# [INPUT DATA]
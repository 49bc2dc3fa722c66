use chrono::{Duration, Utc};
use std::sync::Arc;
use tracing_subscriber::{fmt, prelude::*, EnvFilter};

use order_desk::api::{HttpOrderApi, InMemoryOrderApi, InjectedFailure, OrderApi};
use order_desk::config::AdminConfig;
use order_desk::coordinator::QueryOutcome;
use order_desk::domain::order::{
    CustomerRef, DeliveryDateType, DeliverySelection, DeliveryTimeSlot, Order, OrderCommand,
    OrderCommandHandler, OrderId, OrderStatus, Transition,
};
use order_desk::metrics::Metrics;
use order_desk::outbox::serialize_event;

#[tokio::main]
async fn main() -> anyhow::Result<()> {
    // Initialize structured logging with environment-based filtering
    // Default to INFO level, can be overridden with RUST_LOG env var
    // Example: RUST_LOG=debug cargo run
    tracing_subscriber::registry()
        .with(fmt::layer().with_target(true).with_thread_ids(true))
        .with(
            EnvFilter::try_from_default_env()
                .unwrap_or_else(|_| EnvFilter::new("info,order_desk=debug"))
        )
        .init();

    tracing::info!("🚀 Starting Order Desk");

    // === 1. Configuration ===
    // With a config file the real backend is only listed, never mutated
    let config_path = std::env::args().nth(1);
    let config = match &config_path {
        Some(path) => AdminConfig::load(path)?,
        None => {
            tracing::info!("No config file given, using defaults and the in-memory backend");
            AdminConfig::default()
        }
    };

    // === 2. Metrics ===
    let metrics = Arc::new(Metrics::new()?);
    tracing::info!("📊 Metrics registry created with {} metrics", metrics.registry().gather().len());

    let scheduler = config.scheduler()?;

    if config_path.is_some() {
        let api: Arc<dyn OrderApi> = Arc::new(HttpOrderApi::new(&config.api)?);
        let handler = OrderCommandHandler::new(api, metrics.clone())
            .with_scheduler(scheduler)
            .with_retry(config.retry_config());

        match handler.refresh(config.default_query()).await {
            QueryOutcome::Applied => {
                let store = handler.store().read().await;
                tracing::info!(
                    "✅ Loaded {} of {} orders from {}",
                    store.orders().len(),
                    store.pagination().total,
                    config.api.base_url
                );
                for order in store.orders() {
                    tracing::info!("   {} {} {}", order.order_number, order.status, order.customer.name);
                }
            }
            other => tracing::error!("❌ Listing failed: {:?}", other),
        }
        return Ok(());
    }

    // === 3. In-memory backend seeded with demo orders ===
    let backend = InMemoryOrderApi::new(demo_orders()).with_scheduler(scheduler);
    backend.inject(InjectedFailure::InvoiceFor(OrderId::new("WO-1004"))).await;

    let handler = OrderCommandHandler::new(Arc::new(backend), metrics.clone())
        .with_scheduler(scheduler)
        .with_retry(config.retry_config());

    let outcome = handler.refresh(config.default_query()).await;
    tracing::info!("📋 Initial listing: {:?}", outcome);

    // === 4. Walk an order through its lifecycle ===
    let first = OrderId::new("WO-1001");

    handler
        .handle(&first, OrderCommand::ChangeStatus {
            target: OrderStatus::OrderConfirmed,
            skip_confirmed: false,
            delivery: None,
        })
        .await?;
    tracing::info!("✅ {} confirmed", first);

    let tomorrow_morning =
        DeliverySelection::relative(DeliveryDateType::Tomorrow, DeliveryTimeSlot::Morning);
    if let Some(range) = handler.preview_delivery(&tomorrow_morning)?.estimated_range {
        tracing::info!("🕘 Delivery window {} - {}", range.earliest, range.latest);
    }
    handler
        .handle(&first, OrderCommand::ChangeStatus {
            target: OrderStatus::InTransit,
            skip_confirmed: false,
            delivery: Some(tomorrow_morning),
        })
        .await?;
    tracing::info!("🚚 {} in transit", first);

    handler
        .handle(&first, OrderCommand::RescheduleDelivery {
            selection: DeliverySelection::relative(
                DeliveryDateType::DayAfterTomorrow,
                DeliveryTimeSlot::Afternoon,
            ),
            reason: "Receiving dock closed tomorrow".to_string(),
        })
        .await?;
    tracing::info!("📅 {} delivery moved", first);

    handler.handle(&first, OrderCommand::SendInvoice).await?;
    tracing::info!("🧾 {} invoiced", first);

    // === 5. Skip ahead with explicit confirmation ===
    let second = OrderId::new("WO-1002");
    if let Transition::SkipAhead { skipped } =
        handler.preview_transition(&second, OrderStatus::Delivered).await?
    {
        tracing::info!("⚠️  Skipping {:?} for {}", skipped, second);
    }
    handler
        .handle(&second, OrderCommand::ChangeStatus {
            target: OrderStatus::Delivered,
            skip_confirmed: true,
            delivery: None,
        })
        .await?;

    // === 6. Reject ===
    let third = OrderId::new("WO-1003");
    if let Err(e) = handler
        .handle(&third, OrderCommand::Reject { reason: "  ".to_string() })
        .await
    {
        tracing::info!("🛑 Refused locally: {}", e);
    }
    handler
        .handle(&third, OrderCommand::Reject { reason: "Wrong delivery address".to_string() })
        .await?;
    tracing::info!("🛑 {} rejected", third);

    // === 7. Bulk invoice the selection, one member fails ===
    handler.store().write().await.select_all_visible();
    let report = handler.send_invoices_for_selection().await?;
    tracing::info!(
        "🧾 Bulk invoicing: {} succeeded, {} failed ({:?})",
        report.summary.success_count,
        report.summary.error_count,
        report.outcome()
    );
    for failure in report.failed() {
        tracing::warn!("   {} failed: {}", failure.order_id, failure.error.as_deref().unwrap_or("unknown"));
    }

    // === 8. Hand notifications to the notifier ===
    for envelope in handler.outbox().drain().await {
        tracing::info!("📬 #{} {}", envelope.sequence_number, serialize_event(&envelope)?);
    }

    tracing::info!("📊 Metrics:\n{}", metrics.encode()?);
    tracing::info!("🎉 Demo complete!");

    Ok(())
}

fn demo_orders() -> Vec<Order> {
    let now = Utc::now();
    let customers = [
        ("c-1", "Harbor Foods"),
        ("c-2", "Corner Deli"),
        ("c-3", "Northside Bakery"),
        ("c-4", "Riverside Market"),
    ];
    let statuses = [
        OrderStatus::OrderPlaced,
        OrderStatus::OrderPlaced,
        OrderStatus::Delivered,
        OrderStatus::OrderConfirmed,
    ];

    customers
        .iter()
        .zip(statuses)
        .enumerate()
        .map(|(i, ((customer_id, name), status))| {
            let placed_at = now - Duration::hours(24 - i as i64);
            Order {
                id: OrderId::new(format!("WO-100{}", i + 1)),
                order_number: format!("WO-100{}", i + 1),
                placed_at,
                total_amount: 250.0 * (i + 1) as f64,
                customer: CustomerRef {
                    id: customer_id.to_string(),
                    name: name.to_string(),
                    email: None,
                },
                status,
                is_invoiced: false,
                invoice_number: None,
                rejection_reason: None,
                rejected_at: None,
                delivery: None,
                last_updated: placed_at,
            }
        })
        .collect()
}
==
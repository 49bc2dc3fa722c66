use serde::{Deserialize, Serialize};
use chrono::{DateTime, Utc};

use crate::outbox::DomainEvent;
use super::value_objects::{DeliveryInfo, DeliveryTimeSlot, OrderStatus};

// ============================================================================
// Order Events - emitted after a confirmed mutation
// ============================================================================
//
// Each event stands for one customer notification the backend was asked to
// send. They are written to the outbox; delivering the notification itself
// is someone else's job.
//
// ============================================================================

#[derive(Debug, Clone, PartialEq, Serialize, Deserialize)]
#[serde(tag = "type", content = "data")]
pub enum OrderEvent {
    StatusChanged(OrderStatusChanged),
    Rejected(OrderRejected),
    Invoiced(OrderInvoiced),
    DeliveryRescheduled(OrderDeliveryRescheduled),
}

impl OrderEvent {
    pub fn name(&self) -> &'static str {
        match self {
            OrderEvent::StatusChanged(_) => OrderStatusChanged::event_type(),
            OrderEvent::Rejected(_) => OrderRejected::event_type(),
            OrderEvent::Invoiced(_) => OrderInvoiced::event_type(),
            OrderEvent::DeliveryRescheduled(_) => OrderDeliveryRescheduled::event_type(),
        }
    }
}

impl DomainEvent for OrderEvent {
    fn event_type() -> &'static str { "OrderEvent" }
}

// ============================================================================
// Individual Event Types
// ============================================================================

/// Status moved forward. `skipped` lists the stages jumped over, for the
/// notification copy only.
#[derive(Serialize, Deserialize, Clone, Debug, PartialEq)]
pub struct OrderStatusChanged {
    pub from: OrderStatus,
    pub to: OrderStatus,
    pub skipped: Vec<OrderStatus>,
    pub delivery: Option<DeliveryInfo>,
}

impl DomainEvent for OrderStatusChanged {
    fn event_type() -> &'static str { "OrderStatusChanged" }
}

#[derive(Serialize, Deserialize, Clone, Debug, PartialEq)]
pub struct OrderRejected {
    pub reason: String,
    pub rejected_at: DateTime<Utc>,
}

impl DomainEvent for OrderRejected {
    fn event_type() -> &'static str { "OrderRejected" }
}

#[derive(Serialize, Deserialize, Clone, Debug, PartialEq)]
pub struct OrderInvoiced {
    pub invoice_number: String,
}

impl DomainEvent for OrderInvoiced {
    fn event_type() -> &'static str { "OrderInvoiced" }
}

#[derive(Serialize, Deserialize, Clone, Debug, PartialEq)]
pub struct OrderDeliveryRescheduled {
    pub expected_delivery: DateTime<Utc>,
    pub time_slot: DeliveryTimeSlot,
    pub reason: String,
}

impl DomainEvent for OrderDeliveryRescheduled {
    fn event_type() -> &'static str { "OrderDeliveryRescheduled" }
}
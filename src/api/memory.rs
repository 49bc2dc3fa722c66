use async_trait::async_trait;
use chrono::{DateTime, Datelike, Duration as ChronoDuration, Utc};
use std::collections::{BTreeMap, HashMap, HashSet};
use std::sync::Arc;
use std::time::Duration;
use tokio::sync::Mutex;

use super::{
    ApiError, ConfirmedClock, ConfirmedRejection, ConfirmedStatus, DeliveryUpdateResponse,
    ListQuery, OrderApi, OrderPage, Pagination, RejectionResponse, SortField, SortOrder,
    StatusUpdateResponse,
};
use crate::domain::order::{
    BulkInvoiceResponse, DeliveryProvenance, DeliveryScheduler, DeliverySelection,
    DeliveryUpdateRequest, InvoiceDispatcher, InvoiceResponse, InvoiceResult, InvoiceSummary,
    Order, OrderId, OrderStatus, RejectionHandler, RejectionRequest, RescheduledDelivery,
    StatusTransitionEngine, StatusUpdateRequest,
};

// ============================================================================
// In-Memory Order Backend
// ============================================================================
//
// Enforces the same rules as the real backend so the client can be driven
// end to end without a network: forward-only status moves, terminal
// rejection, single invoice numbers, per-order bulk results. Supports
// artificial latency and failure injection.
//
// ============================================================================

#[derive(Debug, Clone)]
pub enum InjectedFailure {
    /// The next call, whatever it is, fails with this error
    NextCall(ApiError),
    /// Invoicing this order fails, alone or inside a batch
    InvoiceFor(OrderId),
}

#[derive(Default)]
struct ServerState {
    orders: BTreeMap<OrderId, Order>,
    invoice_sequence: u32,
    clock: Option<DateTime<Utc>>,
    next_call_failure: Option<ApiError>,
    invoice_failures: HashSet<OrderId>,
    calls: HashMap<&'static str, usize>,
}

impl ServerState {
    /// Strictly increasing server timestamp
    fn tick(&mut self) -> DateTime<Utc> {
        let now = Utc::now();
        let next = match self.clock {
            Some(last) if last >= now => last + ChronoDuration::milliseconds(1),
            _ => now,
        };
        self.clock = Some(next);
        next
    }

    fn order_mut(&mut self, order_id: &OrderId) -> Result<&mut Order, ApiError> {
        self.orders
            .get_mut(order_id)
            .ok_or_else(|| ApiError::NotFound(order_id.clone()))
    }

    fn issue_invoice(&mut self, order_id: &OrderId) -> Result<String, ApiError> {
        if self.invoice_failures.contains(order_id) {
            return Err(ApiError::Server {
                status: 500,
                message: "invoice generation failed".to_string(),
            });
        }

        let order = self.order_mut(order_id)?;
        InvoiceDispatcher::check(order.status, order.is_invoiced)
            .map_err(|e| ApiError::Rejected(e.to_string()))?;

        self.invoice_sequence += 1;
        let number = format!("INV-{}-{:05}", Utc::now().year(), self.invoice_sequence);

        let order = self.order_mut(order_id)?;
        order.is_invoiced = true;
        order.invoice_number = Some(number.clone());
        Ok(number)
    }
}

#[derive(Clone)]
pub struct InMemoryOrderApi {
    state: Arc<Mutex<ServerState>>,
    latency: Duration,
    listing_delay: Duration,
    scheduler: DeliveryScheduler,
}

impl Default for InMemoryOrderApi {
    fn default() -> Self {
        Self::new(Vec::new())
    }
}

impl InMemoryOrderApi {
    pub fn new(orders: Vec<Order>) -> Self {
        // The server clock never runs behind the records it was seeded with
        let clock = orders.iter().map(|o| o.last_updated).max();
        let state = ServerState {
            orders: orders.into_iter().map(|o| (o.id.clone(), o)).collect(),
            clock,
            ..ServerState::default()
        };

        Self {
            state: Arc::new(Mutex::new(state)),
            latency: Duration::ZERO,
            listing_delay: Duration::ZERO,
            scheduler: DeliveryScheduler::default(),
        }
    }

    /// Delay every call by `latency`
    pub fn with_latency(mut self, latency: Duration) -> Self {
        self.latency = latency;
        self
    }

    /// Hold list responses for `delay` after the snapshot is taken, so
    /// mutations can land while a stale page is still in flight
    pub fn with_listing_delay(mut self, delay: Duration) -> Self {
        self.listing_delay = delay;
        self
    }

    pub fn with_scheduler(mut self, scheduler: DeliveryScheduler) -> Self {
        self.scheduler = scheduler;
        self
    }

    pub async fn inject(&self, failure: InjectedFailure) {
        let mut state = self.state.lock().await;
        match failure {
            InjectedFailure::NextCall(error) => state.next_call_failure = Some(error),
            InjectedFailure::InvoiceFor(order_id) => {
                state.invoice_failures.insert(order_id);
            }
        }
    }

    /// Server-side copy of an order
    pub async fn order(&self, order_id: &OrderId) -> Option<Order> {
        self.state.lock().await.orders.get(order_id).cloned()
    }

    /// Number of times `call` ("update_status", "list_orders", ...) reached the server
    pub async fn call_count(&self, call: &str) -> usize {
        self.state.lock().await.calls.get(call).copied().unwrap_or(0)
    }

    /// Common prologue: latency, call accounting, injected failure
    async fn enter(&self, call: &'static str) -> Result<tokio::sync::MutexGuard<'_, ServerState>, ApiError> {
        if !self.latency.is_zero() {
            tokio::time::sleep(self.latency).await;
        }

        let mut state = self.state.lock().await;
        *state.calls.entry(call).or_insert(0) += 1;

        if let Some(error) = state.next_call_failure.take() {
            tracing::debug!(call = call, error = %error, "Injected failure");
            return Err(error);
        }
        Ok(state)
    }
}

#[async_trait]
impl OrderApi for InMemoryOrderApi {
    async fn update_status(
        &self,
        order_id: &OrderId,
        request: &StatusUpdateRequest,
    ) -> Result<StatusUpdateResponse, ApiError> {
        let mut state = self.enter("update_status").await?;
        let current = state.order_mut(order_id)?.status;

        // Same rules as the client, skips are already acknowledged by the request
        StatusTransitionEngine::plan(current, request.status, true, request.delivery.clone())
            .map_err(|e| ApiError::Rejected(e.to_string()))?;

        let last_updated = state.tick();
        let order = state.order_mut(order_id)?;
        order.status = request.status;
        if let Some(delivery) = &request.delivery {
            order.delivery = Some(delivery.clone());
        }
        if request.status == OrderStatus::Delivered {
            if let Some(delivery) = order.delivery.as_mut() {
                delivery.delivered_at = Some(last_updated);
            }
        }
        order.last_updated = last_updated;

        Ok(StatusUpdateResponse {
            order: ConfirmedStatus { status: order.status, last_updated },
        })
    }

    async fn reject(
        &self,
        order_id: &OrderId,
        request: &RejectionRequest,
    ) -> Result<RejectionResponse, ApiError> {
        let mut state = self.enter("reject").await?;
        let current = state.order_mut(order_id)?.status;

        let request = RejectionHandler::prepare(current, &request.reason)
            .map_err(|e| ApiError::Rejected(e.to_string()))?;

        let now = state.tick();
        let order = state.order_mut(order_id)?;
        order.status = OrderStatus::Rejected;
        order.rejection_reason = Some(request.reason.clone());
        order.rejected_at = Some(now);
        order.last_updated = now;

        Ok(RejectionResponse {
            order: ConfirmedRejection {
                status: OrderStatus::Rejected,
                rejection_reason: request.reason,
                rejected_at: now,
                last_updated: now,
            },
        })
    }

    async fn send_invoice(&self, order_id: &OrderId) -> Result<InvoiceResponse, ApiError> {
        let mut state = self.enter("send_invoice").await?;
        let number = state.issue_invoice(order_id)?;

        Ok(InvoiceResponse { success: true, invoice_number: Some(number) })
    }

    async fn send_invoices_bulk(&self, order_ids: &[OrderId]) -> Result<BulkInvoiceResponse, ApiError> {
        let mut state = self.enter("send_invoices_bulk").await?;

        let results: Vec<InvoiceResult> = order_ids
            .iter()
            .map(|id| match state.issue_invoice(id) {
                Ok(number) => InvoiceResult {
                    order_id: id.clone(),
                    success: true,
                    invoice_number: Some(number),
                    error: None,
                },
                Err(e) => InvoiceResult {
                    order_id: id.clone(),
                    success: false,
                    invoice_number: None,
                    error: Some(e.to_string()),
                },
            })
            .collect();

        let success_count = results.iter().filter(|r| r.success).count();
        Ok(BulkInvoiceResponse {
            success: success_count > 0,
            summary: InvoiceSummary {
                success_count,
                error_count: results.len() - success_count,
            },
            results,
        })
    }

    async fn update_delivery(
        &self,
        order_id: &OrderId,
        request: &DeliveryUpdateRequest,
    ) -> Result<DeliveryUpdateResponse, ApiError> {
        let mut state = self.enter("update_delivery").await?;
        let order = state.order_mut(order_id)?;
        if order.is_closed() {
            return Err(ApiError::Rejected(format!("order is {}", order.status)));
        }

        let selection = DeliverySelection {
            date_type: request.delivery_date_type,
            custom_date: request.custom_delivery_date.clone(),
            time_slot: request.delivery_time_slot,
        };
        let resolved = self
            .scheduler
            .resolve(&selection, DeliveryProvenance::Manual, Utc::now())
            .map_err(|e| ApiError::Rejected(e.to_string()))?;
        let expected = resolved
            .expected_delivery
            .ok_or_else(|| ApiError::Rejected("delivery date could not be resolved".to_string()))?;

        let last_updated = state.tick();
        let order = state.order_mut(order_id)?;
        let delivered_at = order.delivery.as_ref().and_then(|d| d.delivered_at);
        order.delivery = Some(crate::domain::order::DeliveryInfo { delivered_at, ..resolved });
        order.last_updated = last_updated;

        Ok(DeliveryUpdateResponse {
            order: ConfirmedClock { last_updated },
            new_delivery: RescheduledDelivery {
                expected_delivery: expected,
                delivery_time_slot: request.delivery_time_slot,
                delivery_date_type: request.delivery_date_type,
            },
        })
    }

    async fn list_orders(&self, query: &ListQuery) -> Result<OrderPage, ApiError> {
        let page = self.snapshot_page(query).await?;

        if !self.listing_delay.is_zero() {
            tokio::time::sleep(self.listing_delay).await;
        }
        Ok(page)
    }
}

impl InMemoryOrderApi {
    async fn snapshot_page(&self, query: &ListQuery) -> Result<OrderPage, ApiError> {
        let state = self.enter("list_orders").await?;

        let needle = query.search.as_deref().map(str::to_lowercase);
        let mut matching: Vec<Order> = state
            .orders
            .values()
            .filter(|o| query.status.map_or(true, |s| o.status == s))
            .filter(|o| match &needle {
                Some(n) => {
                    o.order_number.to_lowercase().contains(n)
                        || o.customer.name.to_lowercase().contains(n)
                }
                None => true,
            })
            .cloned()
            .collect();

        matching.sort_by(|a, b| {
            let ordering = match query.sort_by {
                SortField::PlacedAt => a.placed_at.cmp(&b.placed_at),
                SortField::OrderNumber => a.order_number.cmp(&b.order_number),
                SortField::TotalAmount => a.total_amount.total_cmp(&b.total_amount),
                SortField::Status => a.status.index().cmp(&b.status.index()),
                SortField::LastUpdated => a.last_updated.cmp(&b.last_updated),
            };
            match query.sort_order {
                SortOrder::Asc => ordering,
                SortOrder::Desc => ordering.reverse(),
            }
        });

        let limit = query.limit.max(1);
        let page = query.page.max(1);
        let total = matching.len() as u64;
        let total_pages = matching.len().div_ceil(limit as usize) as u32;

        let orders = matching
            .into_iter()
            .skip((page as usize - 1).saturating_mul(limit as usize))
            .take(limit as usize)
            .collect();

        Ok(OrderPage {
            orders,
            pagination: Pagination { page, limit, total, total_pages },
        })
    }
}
...
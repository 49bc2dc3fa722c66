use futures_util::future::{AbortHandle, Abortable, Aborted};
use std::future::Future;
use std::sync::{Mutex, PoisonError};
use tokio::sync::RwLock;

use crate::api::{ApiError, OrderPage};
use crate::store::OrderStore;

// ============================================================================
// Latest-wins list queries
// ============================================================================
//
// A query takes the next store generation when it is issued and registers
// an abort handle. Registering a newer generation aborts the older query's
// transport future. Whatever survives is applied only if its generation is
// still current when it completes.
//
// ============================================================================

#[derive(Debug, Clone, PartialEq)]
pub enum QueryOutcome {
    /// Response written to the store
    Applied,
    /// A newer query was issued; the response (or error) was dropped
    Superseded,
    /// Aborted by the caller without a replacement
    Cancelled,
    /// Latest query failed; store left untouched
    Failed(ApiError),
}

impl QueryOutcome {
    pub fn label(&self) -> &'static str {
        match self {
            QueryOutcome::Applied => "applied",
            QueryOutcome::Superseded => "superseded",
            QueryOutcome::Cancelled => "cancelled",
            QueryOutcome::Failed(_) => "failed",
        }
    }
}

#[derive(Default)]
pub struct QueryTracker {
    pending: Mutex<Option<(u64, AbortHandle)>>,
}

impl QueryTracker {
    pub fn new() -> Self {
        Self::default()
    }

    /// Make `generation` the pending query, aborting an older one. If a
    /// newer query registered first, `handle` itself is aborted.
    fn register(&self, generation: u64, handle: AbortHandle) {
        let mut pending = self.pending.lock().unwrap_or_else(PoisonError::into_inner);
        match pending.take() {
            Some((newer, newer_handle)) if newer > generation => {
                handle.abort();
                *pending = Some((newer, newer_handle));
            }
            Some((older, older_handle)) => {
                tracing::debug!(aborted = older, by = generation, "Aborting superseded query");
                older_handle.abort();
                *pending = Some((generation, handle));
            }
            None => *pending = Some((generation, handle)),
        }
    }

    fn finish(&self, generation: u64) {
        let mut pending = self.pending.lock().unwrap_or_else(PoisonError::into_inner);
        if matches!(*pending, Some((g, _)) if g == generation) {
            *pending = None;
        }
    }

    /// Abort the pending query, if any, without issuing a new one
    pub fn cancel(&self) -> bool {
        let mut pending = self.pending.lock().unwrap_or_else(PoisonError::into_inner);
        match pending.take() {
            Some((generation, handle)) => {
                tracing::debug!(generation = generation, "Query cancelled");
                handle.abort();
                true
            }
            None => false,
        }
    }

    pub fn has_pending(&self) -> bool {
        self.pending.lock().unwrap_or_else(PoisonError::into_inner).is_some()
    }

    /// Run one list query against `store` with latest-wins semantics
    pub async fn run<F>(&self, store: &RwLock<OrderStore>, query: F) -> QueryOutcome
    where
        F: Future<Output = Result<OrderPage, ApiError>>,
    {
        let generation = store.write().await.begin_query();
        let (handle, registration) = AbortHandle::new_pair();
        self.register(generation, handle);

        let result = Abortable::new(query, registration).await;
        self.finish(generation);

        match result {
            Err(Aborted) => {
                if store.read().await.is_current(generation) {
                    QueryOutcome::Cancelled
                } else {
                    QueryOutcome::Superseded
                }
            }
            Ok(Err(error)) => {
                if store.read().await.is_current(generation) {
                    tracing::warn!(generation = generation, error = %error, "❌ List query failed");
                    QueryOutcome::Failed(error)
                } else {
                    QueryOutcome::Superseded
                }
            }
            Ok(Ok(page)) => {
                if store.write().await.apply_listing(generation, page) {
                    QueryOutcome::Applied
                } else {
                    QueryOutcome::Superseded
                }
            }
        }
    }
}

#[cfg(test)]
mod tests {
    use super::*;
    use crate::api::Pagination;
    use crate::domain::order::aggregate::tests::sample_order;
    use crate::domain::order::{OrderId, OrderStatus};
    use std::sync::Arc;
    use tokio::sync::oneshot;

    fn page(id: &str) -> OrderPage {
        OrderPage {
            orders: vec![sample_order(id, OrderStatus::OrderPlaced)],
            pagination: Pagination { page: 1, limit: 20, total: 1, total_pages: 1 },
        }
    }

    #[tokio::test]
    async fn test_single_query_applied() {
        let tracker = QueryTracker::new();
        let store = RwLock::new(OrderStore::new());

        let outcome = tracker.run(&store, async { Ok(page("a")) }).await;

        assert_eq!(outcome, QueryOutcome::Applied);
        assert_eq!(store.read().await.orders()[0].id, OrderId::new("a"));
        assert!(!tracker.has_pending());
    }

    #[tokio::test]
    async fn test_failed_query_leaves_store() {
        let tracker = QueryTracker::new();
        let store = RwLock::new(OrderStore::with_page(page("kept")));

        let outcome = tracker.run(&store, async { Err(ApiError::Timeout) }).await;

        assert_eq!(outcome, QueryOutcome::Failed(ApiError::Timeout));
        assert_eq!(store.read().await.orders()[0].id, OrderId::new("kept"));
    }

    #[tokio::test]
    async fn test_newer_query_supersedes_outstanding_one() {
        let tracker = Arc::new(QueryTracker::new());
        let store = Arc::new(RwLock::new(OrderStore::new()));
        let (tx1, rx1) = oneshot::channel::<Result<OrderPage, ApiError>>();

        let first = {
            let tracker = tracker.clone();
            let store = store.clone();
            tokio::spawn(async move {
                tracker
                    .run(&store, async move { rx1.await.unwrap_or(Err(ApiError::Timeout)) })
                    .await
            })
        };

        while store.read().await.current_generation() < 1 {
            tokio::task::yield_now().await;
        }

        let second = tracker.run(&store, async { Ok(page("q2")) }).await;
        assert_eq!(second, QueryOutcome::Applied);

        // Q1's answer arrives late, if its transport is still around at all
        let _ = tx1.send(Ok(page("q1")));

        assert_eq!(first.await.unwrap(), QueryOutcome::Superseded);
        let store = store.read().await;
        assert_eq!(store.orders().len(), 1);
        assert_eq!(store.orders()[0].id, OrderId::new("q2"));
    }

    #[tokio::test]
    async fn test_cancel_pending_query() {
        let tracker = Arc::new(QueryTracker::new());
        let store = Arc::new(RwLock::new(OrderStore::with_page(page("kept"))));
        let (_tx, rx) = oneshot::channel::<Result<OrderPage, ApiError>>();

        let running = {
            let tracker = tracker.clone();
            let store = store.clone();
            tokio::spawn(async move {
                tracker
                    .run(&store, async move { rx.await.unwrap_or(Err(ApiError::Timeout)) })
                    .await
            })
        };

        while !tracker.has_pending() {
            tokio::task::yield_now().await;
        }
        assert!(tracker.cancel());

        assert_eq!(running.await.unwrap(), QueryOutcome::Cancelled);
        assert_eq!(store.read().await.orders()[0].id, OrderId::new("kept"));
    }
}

# [TASK TO COMPLETE]
Reproduce each line of the material that mentions "format".

# [ANSWER SECTION]
                id: OrderId::new(format!("WO-100{}", i + 1)),
                order_number: format!("WO-100{}", i + 1),
        let number = format!("INV-{}-{:05}", Utc::now().year(), self.invoice_sequence);
            return Err(ApiError::Rejected(format!("order is {}", order.status)));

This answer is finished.